A research framework lets robot AI models figure out what they can't do — then go learn it on their own.
InSight, developed by researchers and detailed in a new paper, targets a core limitation of vision-language-action (VLA) models: they can only do what their training data showed them. The system works in two stages. First, it breaks existing demonstrations into labeled primitive actions — discrete moves like "lift upward" or "pour the bottle" — making the underlying model steerable at that granular level. Second, a vision-language model scans for missing primitives needed to complete a new task, attempts those moves autonomously, and feeds only the successful runs back into the training set. The robot is, in effect, curating its own curriculum.

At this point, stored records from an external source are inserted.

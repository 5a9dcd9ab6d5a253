//! Sprite selections the display kernel would draw from.
//!
//! The logic core never touches pixels; it only decides which graphic each
//! screen zone shows. These enums are that decision, one value per zone.

#[derive(Debug, Clone, Copy, PartialEq, Eq)]
pub enum DuckWing {
    Disabled,
    Stationary,
    Down,
    Up,
}

#[derive(Debug, Clone, Copy, PartialEq, Eq)]
pub enum DuckFace {
    Disabled,
    Face,
}

#[derive(Debug, Clone, Copy, PartialEq, Eq)]
pub enum FarmerSprite {
    Sprite00,
    Sprite01,
    Sprite02,
}

/// Top gopher zone: running/taunting graphics above ground.
#[derive(Debug, Clone, Copy, PartialEq, Eq)]
pub enum GopherZone00 {
    NullRunning,
    NullSprite,
    RisingSpriteMatching,
    Running00,
    Running01,
    TauntSprite00,
    TauntSprite01,
}

/// Middle gopher zone: the rising sprite while climbing.
#[derive(Debug, Clone, Copy, PartialEq, Eq)]
pub enum GopherZone01 {
    NullSprite,
    RisingSprite,
}

/// Bottom gopher zone: the underground tunnel graphics.
#[derive(Debug, Clone, Copy, PartialEq, Eq)]
pub enum GopherZone02 {
    NullSprite,
    Running00,
    Running01,
    RisingSpriteMatching,
}

/// Which full-screen digit graphic the score line shows.
#[derive(Debug, Clone, Copy, PartialEq, Eq)]
pub enum DigitGraphic {
    Copyright,
    Company,
    GameSelection,
    PlayerNumber,
}

#[derive(Debug, Clone, PartialEq, Eq)]
pub struct RenderState {
    pub duck_wings: DuckWing,
    pub duck_face: DuckFace,
    pub farmer: FarmerSprite,
    pub digit_graphic: DigitGraphic,
    /// First scanline of the rising sprite while `gopher_01` shows it.
    pub gopher_rising_px_start: u8,
    pub gopher_00: GopherZone00,
    pub gopher_01: GopherZone01,
    pub gopher_02: GopherZone02,
}

impl Default for RenderState {
    fn default() -> Self {
        RenderState {
            duck_wings: DuckWing::Disabled,
            duck_face: DuckFace::Disabled,
            farmer: FarmerSprite::Sprite00,
            digit_graphic: DigitGraphic::Copyright,
            gopher_rising_px_start: 0,
            gopher_00: GopherZone00::NullRunning,
            gopher_01: GopherZone01::NullSprite,
            gopher_02: GopherZone02::Running00,
        }
    }
}
//! Gopher movement, targeting, taunting and animation.

use crate::alu;
use crate::mem::field;

use super::render::{GopherZone00, GopherZone01, GopherZone02};
use super::{
    GOPHER_CARROT_STEAL_MASK, GOPHER_CARROT_TARGET_BIT, GOPHER_HORIZ_DIR_MASK,
    GOPHER_TARGET_RIGHT_TUNNELS_BIT, GOPHER_TARGET_VERT_POSITIONS, GOPHER_TUNNEL_TARGET_MASK,
    GOPHER_VERT_FAKING_TARGET_MASK, GOPHER_VERT_LOCKED_BIT, GOPHER_VERT_TARGET_MASK, Gopher,
    HORIZONTAL_TARGET_VALUES, INIT_GOPHER_HORIZ_POS, NO_REFLECT, POINTS_BONK_GOPHER, REFLECT,
    VERT_POS_GOPHER_ABOVE_GROUND, VERT_POS_GOPHER_TAUNTING, VERT_POS_GOPHER_UNDERGROUND, XMAX,
    XMAX_GOPHER, XMIN_GOPHER, audio,
};

impl Gopher {
    /// Pre-dispatch digging step: runs every main-loop frame before the
    /// state handler.
    pub(crate) fn update_gopher_digging(&mut self) {
        // Past 10,000 points an idle vertical target is replaced by the
        // faking target so the gopher feints surfacing more often.
        if self.mem[field::CURRENT_PLAYER_SCORE] != 0
            && self.mem[field::GOPHER_VERT_MOVEMENT_VALUES] & !GOPHER_VERT_LOCKED_BIT == 0
        {
            self.mem[field::GOPHER_VERT_MOVEMENT_VALUES] |= GOPHER_VERT_FAKING_TARGET_MASK;
        }

        if self.mem[field::GOPHER_VERT_POS] == VERT_POS_GOPHER_UNDERGROUND {
            // Tunnelling; facing right digs one sprite width ahead.
            let dig_x = self.mem[field::GOPHER_HORIZ_POS].wrapping_add(
                if self.mem[field::GOPHER_REFLECT_STATE] == REFLECT {
                    8
                } else {
                    0
                },
            );
            self.gopher_digging(dig_x);
        } else if self.mem[field::GOPHER_VERT_POS] != VERT_POS_GOPHER_ABOVE_GROUND {
            // Climbing; dig straight up the targeted tunnel column.
            let target_idx =
                (self.mem[field::GOPHER_HORIZ_MOVEMENT_VALUES] & GOPHER_TUNNEL_TARGET_MASK) as usize;
            self.gopher_digging(HORIZONTAL_TARGET_VALUES[target_idx]);
        }
    }

    pub(crate) fn check_to_change_gopher_horizontal_direction(&mut self) {
        if self.mem[field::GOPHER_VERT_MOVEMENT_VALUES] & GOPHER_VERT_LOCKED_BIT != 0 {
            return;
        }

        self.mem[field::GOPHER_CHANGE_DIRECTION_TIMER] =
            self.mem[field::GOPHER_CHANGE_DIRECTION_TIMER].wrapping_sub(1);

        if self.mem[field::GOPHER_CHANGE_DIRECTION_TIMER] == 0 {
            self.mem[field::GOPHER_VERT_MOVEMENT_VALUES] |= GOPHER_VERT_LOCKED_BIT;
            self.mem[field::GOPHER_CHANGE_DIRECTION_TIMER] =
                self.mem[field::INIT_GOPHER_CHANGE_DIRECTION_TIMER];
        } else if self.mem[field::GOPHER_VERT_POS] == VERT_POS_GOPHER_UNDERGROUND {
            self.mem[field::GOPHER_HORIZ_MOVEMENT_VALUES] ^= GOPHER_HORIZ_DIR_MASK;
        } else {
            self.mem[field::GOPHER_VERT_MOVEMENT_VALUES] = GOPHER_VERT_LOCKED_BIT;
        }
    }

    /// Horizontal travel toward the current target, or the vertical /
    /// steal handling once within 3 pixels of it. Returns `Some(carry)`
    /// when a stolen carrot already ended the frame.
    pub(crate) fn update_gopher_movement(&mut self) -> Option<u8> {
        if self.mem[field::GOPHER_TAUNT_TIMER] != 0 {
            return None;
        }

        let x_target_idx = (self.mem[field::GOPHER_HORIZ_MOVEMENT_VALUES]
            & (GOPHER_CARROT_TARGET_BIT | GOPHER_TUNNEL_TARGET_MASK))
            as usize;
        let x_target = HORIZONTAL_TARGET_VALUES[x_target_idx];

        if alu::abs_distance(self.mem[field::GOPHER_HORIZ_POS], x_target) < 3 {
            return self.gopher_steal_carrot_or_move_vertically(x_target_idx);
        }

        if self.mem[field::GOPHER_HORIZ_MOVEMENT_VALUES] & GOPHER_HORIZ_DIR_MASK != 0 {
            self.mem[field::GOPHER_HORIZ_POS] =
                self.mem[field::GOPHER_HORIZ_POS].wrapping_sub(2);
            self.mem[field::GOPHER_REFLECT_STATE] = NO_REFLECT;

            if self.mem[field::GOPHER_HORIZ_POS] < XMIN_GOPHER {
                self.mem[field::GOPHER_HORIZ_POS] = XMAX_GOPHER;
            }
        } else {
            self.mem[field::GOPHER_HORIZ_POS] =
                self.mem[field::GOPHER_HORIZ_POS].wrapping_add(2);
            self.mem[field::GOPHER_REFLECT_STATE] = REFLECT;

            if self.mem[field::GOPHER_HORIZ_POS] >= XMAX_GOPHER {
                self.mem[field::GOPHER_HORIZ_POS] = XMIN_GOPHER;
            }
        }

        None
    }

    fn gopher_steal_carrot_or_move_vertically(&mut self, x_target_idx: usize) -> Option<u8> {
        if self.mem[field::GOPHER_VERT_POS] != VERT_POS_GOPHER_ABOVE_GROUND {
            self.move_gopher_vertically(x_target_idx);
            return None;
        }

        let target_carrot =
            self.mem[field::GOPHER_HORIZ_MOVEMENT_VALUES] & GOPHER_CARROT_STEAL_MASK;
        debug_assert!(target_carrot <= 2);
        let target_carrot_mask = 1u8 << target_carrot;

        self.mem[field::CARROT_PATTERN] &= !target_carrot_mask;

        Some(self.advance_current_game_state(0))
    }

    fn move_gopher_vertically(&mut self, x_target_idx: usize) {
        let mut target_x = HORIZONTAL_TARGET_VALUES[x_target_idx];
        if self.mem[field::GOPHER_REFLECT_STATE] == REFLECT {
            target_x += 1;
        }

        // Stick to the column while climbing.
        self.mem[field::GOPHER_HORIZ_POS] = target_x;

        let y_target = GOPHER_TARGET_VERT_POSITIONS
            [(self.mem[field::GOPHER_VERT_MOVEMENT_VALUES] & GOPHER_VERT_TARGET_MASK) as usize];
        if self.mem[field::GOPHER_VERT_POS] == y_target {
            self.gopher_reached_vertical_target();
            return;
        }

        if self.mem[field::GOPHER_VERT_POS] < y_target {
            self.mem[field::GOPHER_VERT_POS] += 1;

            if self.mem[field::GOPHER_VERT_POS] == VERT_POS_GOPHER_ABOVE_GROUND {
                self.set_gopher_carrot_target();
            }
        } else {
            self.mem[field::GOPHER_VERT_POS] -= 1;
        }
    }

    /// Fully surfaced: pick the carrot to run for, nearest first from the
    /// gopher's side of the screen.
    fn set_gopher_carrot_target(&mut self) {
        if self.mem[field::GOPHER_HORIZ_POS] <= XMAX / 2 {
            self.mem[field::GOPHER_HORIZ_MOVEMENT_VALUES] = GOPHER_CARROT_TARGET_BIT;

            if self.mem[field::CARROT_PATTERN] & (1 << 2) != 0 {
                self.mem[field::GOPHER_HORIZ_MOVEMENT_VALUES] += 2;
            } else if self.mem[field::CARROT_PATTERN] & (1 << 1) != 0 {
                self.mem[field::GOPHER_HORIZ_MOVEMENT_VALUES] += 1;
            }
        } else {
            self.mem[field::GOPHER_HORIZ_MOVEMENT_VALUES] =
                GOPHER_HORIZ_DIR_MASK | GOPHER_CARROT_TARGET_BIT;

            if self.mem[field::CARROT_PATTERN] & (1 << 0) != 0 {
                // Rightmost carrot, index offset 0.
            } else if self.mem[field::CARROT_PATTERN] & (1 << 1) != 0 {
                self.mem[field::GOPHER_HORIZ_MOVEMENT_VALUES] += 1;
            } else {
                self.mem[field::GOPHER_HORIZ_MOVEMENT_VALUES] += 2;
            }
        }
    }

    fn gopher_reached_vertical_target(&mut self) {
        if self.mem[field::GOPHER_VERT_MOVEMENT_VALUES] & GOPHER_VERT_TARGET_MASK
            == VERT_POS_GOPHER_UNDERGROUND
        {
            // Back at the bottom: roll the next target.
            self.set_gopher_new_target_values();
            return;
        }

        self.mem[field::GOPHER_VERT_MOVEMENT_VALUES] = GOPHER_VERT_LOCKED_BIT;

        if self.mem[field::GOPHER_VERT_POS] == VERT_POS_GOPHER_TAUNTING {
            self.mem[field::GOPHER_VERT_POS] -= 1;
        }
    }

    fn set_gopher_new_target_values(&mut self) {
        self.next_random(1);
        self.mem[field::GOPHER_VERT_MOVEMENT_VALUES] = self.mem[field::RANDOM];
        self.mem[field::GOPHER_HORIZ_MOVEMENT_VALUES] =
            self.mem[field::RANDOM + 1] & (GOPHER_HORIZ_DIR_MASK | GOPHER_TUNNEL_TARGET_MASK);

        // Pro difficulty switch, or any score past 10,000.
        let difficulty = if self.is_second_player_active() {
            self.input.swchb
        } else {
            self.input.swchb << 1
        };
        if self.mem[field::CURRENT_PLAYER_SCORE] != 0 || alu::is_negative(difficulty) {
            self.smart_gopher_tunnel_targeting();
        }

        self.normal_gopher_logic();
    }

    /// Bias the tunnel choice toward the farmer's half of the garden.
    /// A resulting target of 0 is bumped to the right tunnels, as the
    /// cartridge does.
    fn smart_gopher_tunnel_targeting(&mut self) {
        if self.mem[field::FARMER_HORIZ_POS] >= 80 {
            self.mem[field::GOPHER_HORIZ_MOVEMENT_VALUES] &=
                alu::flip(GOPHER_TARGET_RIGHT_TUNNELS_BIT);
        }

        if self.mem[field::FARMER_HORIZ_POS] < 80
            || self.mem[field::GOPHER_HORIZ_MOVEMENT_VALUES] == 0
        {
            self.mem[field::GOPHER_HORIZ_MOVEMENT_VALUES] |= GOPHER_TARGET_RIGHT_TUNNELS_BIT;
        }
    }

    fn normal_gopher_logic(&mut self) {
        if self.mem[field::GOPHER_CHANGE_DIRECTION_TIMER] != 0 {
            self.mem[field::GOPHER_CHANGE_DIRECTION_TIMER] -= 1;
            self.mem[field::GOPHER_VERT_MOVEMENT_VALUES] &= 0x7F;
        }

        if self.mem[field::GOPHER_CHANGE_DIRECTION_TIMER] == 0 {
            self.mem[field::GOPHER_CHANGE_DIRECTION_TIMER] =
                self.mem[field::INIT_GOPHER_CHANGE_DIRECTION_TIMER];
            self.mem[field::GOPHER_VERT_MOVEMENT_VALUES] |= 0x80;
        }
    }

    pub(crate) fn check_for_farmer_bonking_gopher(&mut self) {
        // Needs the back half of the shovel swing, the gopher at head
        // height and the farmer within 6 pixels of the gopher's head.
        if self.mem[field::FARMER_ANIMATION_IDX] < 4
            || self.mem[field::GOPHER_VERT_POS] < VERT_POS_GOPHER_TAUNTING
            || alu::abs_distance(
                self.mem[field::FARMER_HORIZ_POS],
                self.mem[field::GOPHER_HORIZ_POS].wrapping_add(3),
            ) >= 6
        {
            return;
        }

        self.set_game_audio_values(audio::BONK_GOPHER);
        self.increment_score(POINTS_BONK_GOPHER);

        self.mem[field::GOPHER_HORIZ_POS] = INIT_GOPHER_HORIZ_POS - 4;
        self.mem[field::GOPHER_HORIZ_MOVEMENT_VALUES] =
            self.mem[field::RANDOM] & (GOPHER_HORIZ_DIR_MASK | GOPHER_TUNNEL_TARGET_MASK);
        self.mem[field::GOPHER_VERT_MOVEMENT_VALUES] = 0;
        self.mem[field::GOPHER_VERT_POS] = 0;
        self.mem[field::GOPHER_TAUNT_TIMER] = 0;
    }

    pub(crate) fn update_gopher_taunt_logic(&mut self) {
        if self.mem[field::GOPHER_VERT_POS] == VERT_POS_GOPHER_TAUNTING {
            if self.mem[field::GOPHER_TAUNT_TIMER] != 0 {
                self.mem[field::GOPHER_TAUNT_TIMER] -= 1;
            } else {
                self.set_game_audio_values(audio::GOPHER_TAUNT);
                self.mem[field::GOPHER_TAUNT_TIMER] = 28;
            }
        }

        if self.mem[field::GOPHER_TAUNT_TIMER] != 0 {
            self.set_taunting_gopher_facing_direction();
        }
    }

    fn set_taunting_gopher_facing_direction(&mut self) {
        if self.mem[field::FARMER_HORIZ_POS] <= self.mem[field::GOPHER_HORIZ_POS] {
            if self.mem[field::GOPHER_HORIZ_MOVEMENT_VALUES] & GOPHER_HORIZ_DIR_MASK == 0 {
                // Turn to face left.
                self.mem[field::GOPHER_HORIZ_MOVEMENT_VALUES] |= GOPHER_HORIZ_DIR_MASK;
                self.mem[field::GOPHER_REFLECT_STATE] = NO_REFLECT;
                self.mem[field::GOPHER_HORIZ_POS] -= 1;
            }
        } else if self.mem[field::GOPHER_HORIZ_MOVEMENT_VALUES] & GOPHER_HORIZ_DIR_MASK != 0 {
            // Turn to face right.
            self.mem[field::GOPHER_HORIZ_MOVEMENT_VALUES] &= alu::flip(GOPHER_HORIZ_DIR_MASK);
            self.mem[field::GOPHER_HORIZ_POS] += 1;
            self.mem[field::GOPHER_REFLECT_STATE] = REFLECT;
        }
    }

    /// Select the three zone sprites, overlay the taunt frames, then run
    /// the crawl animation whose result is the frame's carry.
    pub(crate) fn update_gopher_animation(&mut self) -> u8 {
        self.update_gopher_01_sprite();
        self.update_gopher_00_sprite();
        self.update_gopher_02_sprite();

        if self.mem[field::GOPHER_TAUNT_TIMER] != 0 {
            self.animate_taunting_gopher();
        }

        self.animate_crawling_gopher()
    }

    fn update_gopher_01_sprite(&mut self) {
        let y_pos = self.mem[field::GOPHER_VERT_POS];

        if y_pos == VERT_POS_GOPHER_ABOVE_GROUND || y_pos < VERT_POS_GOPHER_UNDERGROUND + 7 {
            self.render.gopher_01 = GopherZone01::NullSprite;
        } else {
            self.render.gopher_01 = GopherZone01::RisingSprite;
            self.render.gopher_rising_px_start = y_pos;
        }
    }

    fn update_gopher_00_sprite(&mut self) {
        if self.mem[field::GOPHER_VERT_POS] == VERT_POS_GOPHER_UNDERGROUND {
            self.render.gopher_00 = GopherZone00::NullSprite;
            return;
        }

        if self.mem[field::GOPHER_VERT_POS] == VERT_POS_GOPHER_ABOVE_GROUND {
            self.render.gopher_00 = GopherZone00::Running00;
            return;
        }

        self.render.gopher_00 = match self.render.gopher_01 {
            GopherZone01::NullSprite => GopherZone00::NullRunning,
            GopherZone01::RisingSprite => GopherZone00::RisingSpriteMatching,
        };
    }

    fn update_gopher_02_sprite(&mut self) {
        let y_pos = self.mem[field::GOPHER_VERT_POS];

        if y_pos < VERT_POS_GOPHER_UNDERGROUND + 7 {
            self.render.gopher_02 = GopherZone02::Running00;
        } else if y_pos >= VERT_POS_GOPHER_ABOVE_GROUND - 13 {
            self.render.gopher_02 = GopherZone02::NullSprite;
        } else {
            // Zone 01 always shows the rising sprite in this band.
            match self.render.gopher_01 {
                GopherZone01::RisingSprite => {
                    self.render.gopher_02 = GopherZone02::RisingSpriteMatching;
                }
                GopherZone01::NullSprite => {
                    panic!("zone 01 sprite empty while the gopher is mid-climb")
                }
            }
        }
    }

    fn animate_taunting_gopher(&mut self) {
        let timer = self.mem[field::GOPHER_TAUNT_TIMER];
        self.render.gopher_00 = if timer < 7 {
            GopherZone00::TauntSprite01
        } else if timer < 14 {
            GopherZone00::TauntSprite00
        } else if timer < 21 {
            GopherZone00::TauntSprite01
        } else {
            GopherZone00::TauntSprite00
        };
    }

    /// Alternate the running frame while the gopher travels on the
    /// surface or in the tunnel. Returns the frame's terminal carry.
    fn animate_crawling_gopher(&mut self) -> u8 {
        let y_pos = self.mem[field::GOPHER_VERT_POS];

        if y_pos != VERT_POS_GOPHER_UNDERGROUND && y_pos != VERT_POS_GOPHER_ABOVE_GROUND {
            return 0;
        }

        if self.mem[field::FRAME_COUNT] & 3 == 0 {
            self.mem[field::GOPHER_HORIZ_ANIMATION_RATE] =
                alu::flip(self.mem[field::GOPHER_HORIZ_ANIMATION_RATE]);
        }

        if self.mem[field::GOPHER_HORIZ_ANIMATION_RATE] == 0 {
            return (y_pos != VERT_POS_GOPHER_UNDERGROUND) as u8;
        }

        if y_pos != VERT_POS_GOPHER_UNDERGROUND {
            self.render.gopher_00 = GopherZone00::Running01;
        } else {
            self.render.gopher_02 = GopherZone02::Running01;
        }

        1
    }
}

The significance here isn't any single task — the researchers tested block flipping, drawer closing, sweeping, twisting, and pouring without a single human demonstration of those target skills. It's that the loop is closed: the model identifies its own blind spots, patches them, and the fixes compound over time. Most robot learning systems still require humans to intervene every time a new skill is needed; InSight is a bet that the bottleneck can be automated away.
The approach borrows from ideas that have circulated in reinforcement learning for years — self-play, automated curriculum generation — but applies them to the more constrained world of physical manipulation, where a failed attempt means a tipped bowl, not a lost game. Whether it scales beyond the lab's test tasks is the question that matters, and the paper doesn't fully answer it yet.